The Misapplication of Central Bank of Denver, N.A. v. First Interstate Bank of Denver, N.A. (Central Bank)
Posted on September 3, 2014
We’ve had a lot to say — and with good reason — about Petroliam Nasional Berhad (Petronas) v. GoDaddy.com, Inc. (GoDaddy),[1] the Ninth Circuit decision that held there is no cause of action for contributory cybersquatting[2] under the Anti-Cybersquatting Consumer Protection Act (ACPA),[3] which was passed as an amendment to the Lanham Act in 1999. This ruling was no mere “development”; it was a great upheaval in the law. The court’s analysis is at odds with the plain meaning of the statute, its legislative history, and the contributory liability case law construing it. We first reported the decision as a blog post here. A lengthier analysis appeared in the Winter 2014 issue of Bloomberg BNA’s Books Monitor. And the case gets the million-dollar treatment in the upcoming 2014 Supplement to Secondary Trademark Infringement. Each time we looked at the opinion, it became harder to understand it.

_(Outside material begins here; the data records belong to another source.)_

//! Claim message encoding and the portable claim envelope.
//!
//! The signable message is a fixed 44-byte layout: a 4-byte hash prefix,
//! the 32-byte channel id verbatim, and the cumulative drop amount as two
//! big-endian 32-bit words. Signers are handed the message as an uppercase
//! hex digest; counterparties receive the signed claim as a base64 token.

use std::fmt;

use base64::Engine;
use serde::{Deserialize, Serialize};

use crate::channel::{ChannelId, CHANNEL_ID_LEN};
use crate::drops::Drops;
use crate::errors::{ClaimError, Result};

/// Hash prefix identifying a payment-channel claim ("CLM\0").
pub const HASH_PREFIX_PAYMENT_CHANNEL_CLAIM: u32 = 0x434C_4D00;

/// Serialized claim message length: prefix + channel id + amount.
pub const CLAIM_MESSAGE_LEN: usize = 4 + CHANNEL_ID_LEN + 8;

const BASE64: base64::engine::GeneralPurpose = base64::engine::general_purpose::STANDARD;

/// Serialize the signable claim message authorizing `amount` drops against
/// a channel.
///
/// `channel_id` must be exactly 32 bytes. The amount is split into its
/// high and low 32-bit words, each written big-endian. Output is always
/// [`CLAIM_MESSAGE_LEN`] bytes and depends only on the inputs.
pub fn serialize_authorization(
    channel_id: &[u8],
    amount: Drops,
) -> Result<[u8; CLAIM_MESSAGE_LEN]> {
    if channel_id.len() != CHANNEL_ID_LEN {
        return Err(ClaimError::InvalidChannelId(format!(
            "length {}; must be 32 bytes",
            channel_id.len()
        )));
    }

    let drops = amount.as_u64();
    let high = (drops >> 32) as u32;
    let low = (drops & 0xFFFF_FFFF) as u32;

    let mut msg = [0u8; CLAIM_MESSAGE_LEN];
    msg[..4].copy_from_slice(&HASH_PREFIX_PAYMENT_CHANNEL_CLAIM.to_be_bytes());
    msg[4..4 + CHANNEL_ID_LEN].copy_from_slice(channel_id);
    msg[36..40].copy_from_slice(&high.to_be_bytes());
    msg[40..].copy_from_slice(&low.to_be_bytes());
    Ok(msg)
}

/// Build the uppercase hex digest a signer signs for a channel claim.
///
/// `channel_id_hex` is the 64-char channel id (either case); `amount` is a
/// base-10 drop count. The returned string is exactly what the raw-digest
/// signing primitive is given.
pub fn build_authorization_hex(channel_id_hex: &str, amount: &str) -> Result<String> {
    let channel_id = ChannelId::from_hex(channel_id_hex)?;
    let drops: Drops = amount.parse()?;
    let msg = serialize_authorization(channel_id.as_bytes(), drops)?;
    Ok(hex::encode_upper(msg))
}

/// Currency descriptor carried in the claim envelope.
#[derive(Clone, Debug, PartialEq, Eq, Serialize, Deserialize)]
pub struct Currency {
    /// Currency code, e.g. "XRP".
    pub code: String,
    /// Decimal scale: how many powers of ten separate a drop from one unit.
    pub scale: u8,
}

/// A portable payment claim.
///
/// Field order is the canonical serialization order and must stay stable:
/// the token a counterparty stores is the serialized form. The signature
/// covers exactly the (channel id, authorized amount) pair; a later claim
/// for a higher amount supersedes an earlier one rather than chaining onto
/// it. Claims are ephemeral and never persisted by this crate.
#[derive(Clone, Debug, PartialEq, Eq, Serialize, Deserialize)]
pub struct Claim {
    /// Claim format version.
    pub version: String,
    /// Source account that funded the channel.
    pub account: String,
    /// Protocol identifier, e.g. "XRPL.MAINNET".
    pub protocol: String,
    /// Currency the amounts are denominated in.
    pub currency: Currency,
    /// Account entitled to redeem the claim.
    pub destination_account: String,
    /// Cumulative drops the bearer may claim.
    pub authorized_to_claim: Drops,
    /// Channel the claim draws on.
    pub channel_id: ChannelId,
    /// Signature over the claim digest. Opaque to this crate; it is never
    /// validated locally.
    pub signature: String,
}

/// A base64-encoded claim envelope, ready to hand to the counterparty.
#[derive(Clone, Debug, PartialEq, Eq)]
pub struct AuthToken(String);

impl AuthToken {
    /// Wrap an already-encoded token, e.g. one received over the wire.
    pub fn new(token: impl Into<String>) -> Self {
        Self(token.into())
    }

    /// Encode a claim into its token form.
    pub fn encode(claim: &Claim) -> Result<Self> {
        let json = serde_json::to_string(claim)?;
        Ok(Self(BASE64.encode(json)))
    }

    /// Decode the token back into the claim it carries.
    pub fn decode(&self) -> Result<Claim> {
        let bytes = BASE64
            .decode(&self.0)
            .map_err(|e| ClaimError::Serialization(format!("invalid base64 token: {e}")))?;
        Ok(serde_json::from_slice(&bytes)?)
    }

    /// The token as a string slice.
    pub fn as_str(&self) -> &str {
        &self.0
    }
}

impl fmt::Display for AuthToken {
    fn fmt(&self, f: &mut fmt::Formatter<'_>) -> fmt::Result {
        f.write_str(&self.0)
    }
}

impl From<AuthToken> for String {
    fn from(token: AuthToken) -> Self {
        token.0
    }
}

#[cfg(test)]
mod tests {
    use super::*;

    #[test]
    fn test_known_vector() {
        let msg = serialize_authorization(&[0xAA; 32], Drops::new(0x1122_3344_5566_7788)).unwrap();

        assert_eq!(hex::encode(&msg[..4]), "434c4d00");
        assert_eq!(&msg[4..36], &[0xAA; 32]);
        assert_eq!(hex::encode(&msg[36..]), "1122334455667788");
    }

    #[test]
    fn test_message_is_always_44_bytes() {
        for amount in [0, 1, u32::MAX as u64, u64::MAX] {
            let msg = serialize_authorization(&[0x00; 32], Drops::new(amount)).unwrap();
            assert_eq!(msg.len(), CLAIM_MESSAGE_LEN);
            assert_eq!(msg.len(), 44);
        }
    }

    #[test]
    fn test_deterministic() {
        let a = serialize_authorization(&[0x5C; 32], Drops::new(123_456)).unwrap();
        let b = serialize_authorization(&[0x5C; 32], Drops::new(123_456)).unwrap();
        assert_eq!(a, b);
    }

    #[test]
    fn test_amount_words_round_trip() {
        for amount in [0u64, 1, 0xFFFF_FFFF, 0x1_0000_0000, u64::MAX] {
            let msg = serialize_authorization(&[0x00; 32], Drops::new(amount)).unwrap();
            let high = u32::from_be_bytes(msg[36..40].try_into().unwrap());
            let low = u32::from_be_bytes(msg[40..].try_into().unwrap());
            assert_eq!(((high as u64) << 32) | low as u64, amount);
        }
    }

    #[test]
    fn test_wrong_id_length_reports_length() {
        let err = serialize_authorization(&[0xAA; 31], Drops::new(1000)).unwrap_err();
        assert!(matches!(err, ClaimError::InvalidChannelId(_)));
        assert!(err.to_string().contains("31"));
        assert!(err.to_string().contains("must be 32 bytes"));
    }

    #[test]
    fn test_digest_is_uppercase_hex() {
        let digest = build_authorization_hex(&"aa".repeat(32), "123456").unwrap();
        assert_eq!(digest.len(), 88);
        assert_eq!(digest, digest.to_uppercase());
        assert!(digest.starts_with("434C4D00"));
        assert!(digest.contains(&"AA".repeat(32)));
    }

    #[test]
    fn test_digest_matches_serialized_message() {
        let channel_hex = "AB".repeat(32);
        let digest = build_authorization_hex(&channel_hex, "98765").unwrap();

        let id = ChannelId::from_hex(&channel_hex).unwrap();
        let msg = serialize_authorization(id.as_bytes(), Drops::new(98_765)).unwrap();
        assert_eq!(digest, hex::encode_upper(msg));
    }

    #[test]
    fn test_negative_amount_rejected() {
        let err = build_authorization_hex(&"00".repeat(32), "-1").unwrap_err();
        assert!(matches!(err, ClaimError::NegativeAmount(_)));
    }

    #[test]
    fn test_non_numeric_amount_rejected() {
        let err = build_authorization_hex(&"00".repeat(32), "foo").unwrap_err();
        assert!(matches!(err, ClaimError::InvalidAmountFormat(_)));
    }

    fn sample_claim() -> Claim {
        Claim {
            version: "2".to_string(),
            account: "rTESTADDRESS".to_string(),
            protocol: "XRPL.MAINNET".to_string(),
            currency: Currency {
                code: "XRP".to_string(),
                scale: 6,
            },
            destination_account: "rLggTEwmTe3eJgyQbCSk4wQazow2TeKrtR".to_string(),
            authorized_to_claim: Drops::new(1001),
            channel_id: ChannelId::new([0xAB; 32]),
            signature: "SIGVALUE".to_string(),
        }
    }

    #[test]
    fn test_envelope_field_order() {
        let json = serde_json::to_string(&sample_claim()).unwrap();
        let expected = format!(
            concat!(
                "{{\"version\":\"2\",",
                "\"account\":\"rTESTADDRESS\",",
                "\"protocol\":\"XRPL.MAINNET\",",
                "\"currency\":{{\"code\":\"XRP\",\"scale\":6}},",
                "\"destination_account\":\"rLggTEwmTe3eJgyQbCSk4wQazow2TeKrtR\",",
                "\"authorized_to_claim\":\"1001\",",
                "\"channel_id\":\"{}\",",
                "\"signature\":\"SIGVALUE\"}}"
            ),
            "AB".repeat(32)
        );
        assert_eq!(json, expected);
    }

    #[test]
    fn test_token_round_trip() {
        let claim = sample_claim();
        let token = AuthToken::encode(&claim).unwrap();
        assert_eq!(token.decode().unwrap(), claim);
    }

    #[test]
    fn test_garbage_token_rejected() {
        let err = AuthToken::new("not!base64!").decode().unwrap_err();
        assert!(matches!(err, ClaimError::Serialization(_)));
    }
}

In addition to the issues we’ve already addressed is the less obvious but equally problematic dependence by the court on Central Bank of Denver, N.A. v. First Interstate Bank of Denver, N.A (Central Bank) [4], which involved aiding and abetting liability under the SecuritiesExchange Act of 1934 (the “Exchange Act”).The GoDaddy court relied on that Supreme Court case[5] to help answer an old question that had already been answered, albeit not in the cybersquatting context[5a]: Should courts apply common law principles of secondary liability to the Lanham Act?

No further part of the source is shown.